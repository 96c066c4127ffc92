//! # XVC Client
//!
//! A Rust client library for connecting to Xilinx Virtual Cable (XVC) servers
//! and performing remote JTAG operations on FPGA devices.
//!
//! ## Overview
//!
//! This crate provides a high-level client interface to XVC servers, allowing applications
//! to interact with FPGA debug interfaces over network connections. It handles protocol
//! communication, message serialization, and provides convenient methods for JTAG operations.
//!
//! ## Protocol Support
//!
//! This implementation supports the XVC 1.0 protocol with the following operations:
//!
//! - **GetInfo**: Query server capabilities (version, max vector size)
//! - **SetTck**: Configure the JTAG Test Clock (TCK) period
//! - **Shift**: Perform JTAG vector shifting (TMS/TDI/TDO)
//!
//! For detailed protocol information, see the [`xvc_protocol`](https://docs.rs/xvc-protocol/) crate.
//!
//! ## Basic Usage
//!
//! ### Connecting to a Server
//!
//! ```ignore
//! use xvc_client::XvcClient;
//! use std::net::SocketAddr;
//!
//! let mut client = XvcClient::new("127.0.0.1:2542")?;
//!
//! // Query server capabilities
//! let info = client.get_info()?;
//! println!("Server version: {}", info.version());
//! println!("Max vector size: {} bytes", info.max_vector_len());
//! ```
//!
//! ### Setting Clock Frequency
//!
//! ```ignore
//! // Set TCK period to 10 nanoseconds
//! let actual_period = client.set_tck(10)?;
//! println!("Set TCK to {} ns", actual_period);
//! ```
//!
//! ### Performing JTAG Shifts
//!
//! ```ignore
//! // Perform a 8-bit JTAG shift
//! let num_bits = 8;
//! let tms = vec![0x00]; // Test Mode Select vector
//! let tdi = vec![0xA5]; // Test Data In vector
//!
//! let tdo = client.shift(num_bits, &tms, &tdi)?;
//! println!("TDO data: {:?}", tdo);
//! ```
//!
//! ### Walking the TAP State Machine
//!
//! [`XvcClient::shift_bits`] takes one `bool` per TCK cycle, which is handier for
//! short state transitions than packed vectors:
//!
//! ```ignore
//! // Test-Logic-Reset, then Run-Test/Idle
//! client.shift_bits(&[true, true, true, true, true, false], &[false; 6])?;
//! ```
//!
//! ## Related Crates
//!
//! - [`xvc_server`](https://docs.rs/xvc-server/) - Server implementation
//! - [`xvc_protocol`](https://docs.rs/xvc-protocol/) - Protocol encoding/decoding
//! - [`xvc_sim`](https://docs.rs/xvc-sim/) - Simulated JTAG device to test against
use std::{
    io::{self, Read, Write},
    net::{TcpStream, ToSocketAddrs},
};

use xvc_protocol::{Message, XvcInfo, bits, error::ReadError};

/// XVC client for remote JTAG operations.
///
/// Connects to an XVC server and provides methods for JTAG operations.
pub struct XvcClient {
    tcp: TcpStream,
}

impl XvcClient {
    pub fn new(addr: impl ToSocketAddrs) -> io::Result<XvcClient> {
        let tcp = TcpStream::connect(addr)?;
        // Every command waits for its answer
        tcp.set_nodelay(true)?;
        Ok(XvcClient { tcp })
    }

    /// Query server capabilities and version information.
    pub fn get_info(&mut self) -> Result<XvcInfo, ReadError> {
        self.send(Message::GetInfo)?;
        XvcInfo::from_reader(&mut self.tcp)
    }

    /// Set the JTAG Test Clock (TCK) period.
    /// # Returns
    ///
    /// The actual TCK period set by the server.
    // May differ from requested, if the server does not support the requested rate.
    pub fn set_tck(&mut self, period_ns: u32) -> io::Result<u32> {
        self.send(Message::SetTck { period_ns })?;
        let mut buf = [0u8; 4];
        self.tcp.read_exact(&mut buf)?;
        Ok(u32::from_le_bytes(buf))
    }

    /// Perform a JTAG shift operation.
    ///
    /// # Arguments
    ///
    /// * `num_bits` - Number of bits to shift
    /// * `tms` - Test Mode Select vector (length must be ⌈num_bits / 8⌉)
    /// * `tdi` - Test Data In vector (length must be ⌈num_bits / 8⌉)
    ///
    /// # Returns
    ///
    /// Test Data Out vector from the JTAG chain of the same length as `tms` and `tdi`.
    pub fn shift(&mut self, num_bits: u32, tms: &[u8], tdi: &[u8]) -> io::Result<Box<[u8]>> {
        self.send(Message::Shift {
            num_bits,
            tms: tms.into(),
            tdi: tdi.into(),
        })?;
        let mut buf = vec![0; bits::byte_len(num_bits as usize)];
        self.tcp.read_exact(&mut buf)?;
        Ok(buf.into_boxed_slice())
    }

    /// Perform a JTAG shift operation with one TMS and TDI value per TCK cycle.
    ///
    /// # Returns
    ///
    /// The TDO value sampled in each cycle.
    pub fn shift_bits(&mut self, tms: &[bool], tdi: &[bool]) -> io::Result<Vec<bool>> {
        if tms.len() != tdi.len() {
            return Err(io::Error::new(
                io::ErrorKind::InvalidInput,
                format!("{} TMS bits but {} TDI bits", tms.len(), tdi.len()),
            ));
        }
        let num_bits = u32::try_from(tms.len())
            .map_err(|e| io::Error::new(io::ErrorKind::InvalidInput, e))?;
        let tdo = self.shift(num_bits, &bits::pack(tms), &bits::pack(tdi))?;
        Ok(bits::unpack(tms.len(), &tdo))
    }

    fn send(&mut self, message: Message) -> io::Result<()> {
        message.write_to(&mut self.tcp)?;
        self.tcp.flush()
    }
}
//! # XVC Simulator
//!
//! A simulated JTAG device that host tools (Vivado's hw_server, openFPGALoader, ...)
//! can probe through the Xilinx Virtual Cable (XVC) protocol instead of real hardware.
//!
//! ## Overview
//!
//! - [`tap`]: the 16 state TAP controller
//! - [`instruction`]: the instruction set and the decoder for the instruction register
//! - [`chain`]: the device itself, clocked one TCK edge at a time, and its
//!   [`XvcBackend`](xvc_server::XvcBackend) implementation
//!
//! The device is served with [`xvc_server::server::Server`]:
//!
//! ```ignore
//! use xvc_server::server::{Config, Server};
//! use xvc_sim::chain::Chain;
//!
//! let server = Server::new(Chain::new(), Config::default());
//! server.listen("127.0.0.1:2542", shutdown).await?;
//! ```
//!
//! Register content does not outlive the process. By default data shifted into a
//! register is dropped on Update-DR, see [`chain::UpdatePolicy`].
pub mod chain;
pub mod instruction;
pub mod tap;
* * * *
### What you need to do
All entries above are to be copied exactly, with none left out.

### Solution for this task
repository 96c066c4127ffc92
//! # XVC Client
//!
//! A Rust client library for connecting to Xilinx Virtual Cable (XVC) servers
//! and performing remote JTAG operations on FPGA devices.
//!
//! ## Overview
//!
//! This crate provides a high-level client interface to XVC servers, allowing applications
//! to interact with FPGA debug interfaces over network connections. It handles protocol
//! communication, message serialization, and provides convenient methods for JTAG operations.
//!
//! ## Protocol Support
//!
//! This implementation supports the XVC 1.0 protocol with the following operations:
//!
//! - **GetInfo**: Query server capabilities (version, max vector size)
//! - **SetTck**: Configure the JTAG Test Clock (TCK) period
//! - **Shift**: Perform JTAG vector shifting (TMS/TDI/TDO)
//!
//! For detailed protocol information, see the [`xvc_protocol`](https://docs.rs/xvc-protocol/) crate.
//!
//! ## Basic Usage
//!
//! ### Connecting to a Server
//!
//! ```ignore
//! use xvc_client::XvcClient;
//! use std::net::SocketAddr;
//!
//! let mut client = XvcClient::new("127.0.0.1:2542")?;
//!
//! // Query server capabilities
//! let info = client.get_info()?;
//! println!("Server version: {}", info.version());
//! println!("Max vector size: {} bytes", info.max_vector_len());
//! ```
//!
//! ### Setting Clock Frequency
//!
//! ```ignore
//! // Set TCK period to 10 nanoseconds
//! let actual_period = client.set_tck(10)?;
//! println!("Set TCK to {} ns", actual_period);
//! ```
//!
//! ### Performing JTAG Shifts
//!
//! ```ignore
//! // Perform a 8-bit JTAG shift
//! let num_bits = 8;
//! let tms = vec![0x00]; // Test Mode Select vector
//! let tdi = vec![0xA5]; // Test Data In vector
//!
//! let tdo = client.shift(num_bits, &tms, &tdi)?;
//! println!("TDO data: {:?}", tdo);
//! ```
//!
//! ### Walking the TAP State Machine
//!
//! [`XvcClient::shift_bits`] takes one `bool` per TCK cycle, which is handier for
//! short state transitions than packed vectors:
//!
//! ```ignore
//! // Test-Logic-Reset, then Run-Test/Idle
//! client.shift_bits(&[true, true, true, true, true, false], &[false; 6])?;
//! ```
//!
//! ## Related Crates
//!
//! - [`xvc_server`](https://docs.rs/xvc-server/) - Server implementation
//! - [`xvc_protocol`](https://docs.rs/xvc-protocol/) - Protocol encoding/decoding
//! - [`xvc_sim`](https://docs.rs/xvc-sim/) - Simulated JTAG device to test against
use std::{
    io::{self, Read, Write},
    net::{TcpStream, ToSocketAddrs},
};

use xvc_protocol::{Message, XvcInfo, bits, error::ReadError};

/// XVC client for remote JTAG operations.
///
/// Connects to an XVC server and provides methods for JTAG operations.
pub struct XvcClient {
    tcp: TcpStream,
}

impl XvcClient {
    pub fn new(addr: impl ToSocketAddrs) -> io::Result<XvcClient> {
        let tcp = TcpStream::connect(addr)?;
        // Every command waits for its answer
        tcp.set_nodelay(true)?;
        Ok(XvcClient { tcp })
    }

    /// Query server capabilities and version information.
    pub fn get_info(&mut self) -> Result<XvcInfo, ReadError> {
        self.send(Message::GetInfo)?;
        XvcInfo::from_reader(&mut self.tcp)
    }

    /// Set the JTAG Test Clock (TCK) period.
    /// # Returns
    ///
    /// The actual TCK period set by the server.
    // May differ from requested, if the server does not support the requested rate.
    pub fn set_tck(&mut self, period_ns: u32) -> io::Result<u32> {
        self.send(Message::SetTck { period_ns })?;
        let mut buf = [0u8; 4];
        self.tcp.read_exact(&mut buf)?;
        Ok(u32::from_le_bytes(buf))
    }

    /// Perform a JTAG shift operation.
    ///
    /// # Arguments
    ///
    /// * `num_bits` - Number of bits to shift
    /// * `tms` - Test Mode Select vector (length must be ⌈num_bits / 8⌉)
    /// * `tdi` - Test Data In vector (length must be ⌈num_bits / 8⌉)
    ///
    /// # Returns
    ///
    /// Test Data Out vector from the JTAG chain of the same length as `tms` and `tdi`.
    pub fn shift(&mut self, num_bits: u32, tms: &[u8], tdi: &[u8]) -> io::Result<Box<[u8]>> {
        self.send(Message::Shift {
            num_bits,
            tms: tms.into(),
            tdi: tdi.into(),
        })?;
        let mut buf = vec![0; bits::byte_len(num_bits as usize)];
        self.tcp.read_exact(&mut buf)?;
        Ok(buf.into_boxed_slice())
    }

    /// Perform a JTAG shift operation with one TMS and TDI value per TCK cycle.
    ///
    /// # Returns
    ///
    /// The TDO value sampled in each cycle.
    pub fn shift_bits(&mut self, tms: &[bool], tdi: &[bool]) -> io::Result<Vec<bool>> {
        if tms.len() != tdi.len() {
            return Err(io::Error::new(
                io::ErrorKind::InvalidInput,
                format!("{} TMS bits but {} TDI bits", tms.len(), tdi.len()),
            ));
        }
        let num_bits = u32::try_from(tms.len())
            .map_err(|e| io::Error::new(io::ErrorKind::InvalidInput, e))?;
        let tdo = self.shift(num_bits, &bits::pack(tms), &bits::pack(tdi))?;
        Ok(bits::unpack(tms.len(), &tdo))
    }

    fn send(&mut self, message: Message) -> io::Result<()> {
        message.write_to(&mut self.tcp)?;
        self.tcp.flush()
    }
}
//! # XVC Simulator
//!
//! A simulated JTAG device that host tools (Vivado's hw_server, openFPGALoader, ...)
//! can probe through the Xilinx Virtual Cable (XVC) protocol instead of real hardware.
//!
//! ## Overview
//!
//! - [`tap`]: the 16 state TAP controller
//! - [`instruction`]: the instruction set and the decoder for the instruction register
//! - [`chain`]: the device itself, clocked one TCK edge at a time, and its
//!   [`XvcBackend`](xvc_server::XvcBackend) implementation
//!
//! The device is served with [`xvc_server::server::Server`]:
//!
//! ```ignore
//! use xvc_server::server::{Config, Server};
//! use xvc_sim::chain::Chain;
//!
//! let server = Server::new(Chain::new(), Config::default());
//! server.listen("127.0.0.1:2542", shutdown).await?;
//! ```
//!
//! Register content does not outlive the process. By default data shifted into a
//! register is dropped on Update-DR, see [`chain::UpdatePolicy`].
pub mod chain;
pub mod instruction;
pub mod tap;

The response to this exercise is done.